━━━━━ Dataset records ━━━━━

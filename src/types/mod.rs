// ABOUTME: Nested wire types carried inside a host config.
// ABOUTME: Port bindings, device mappings, and log driver configuration.

mod device;
mod log_config;
mod port_binding;

pub use device::Device;
pub use log_config::LogConfig;
pub use port_binding::PortBinding;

━━━━━

— Work instruction —
Among the records, find each line where the word "ABOUTME" occurs, and copy it.

— Response to this exercise —
// ABOUTME: Nested wire types carried inside a host config.
// ABOUTME: Port bindings, device mappings, and log driver configuration.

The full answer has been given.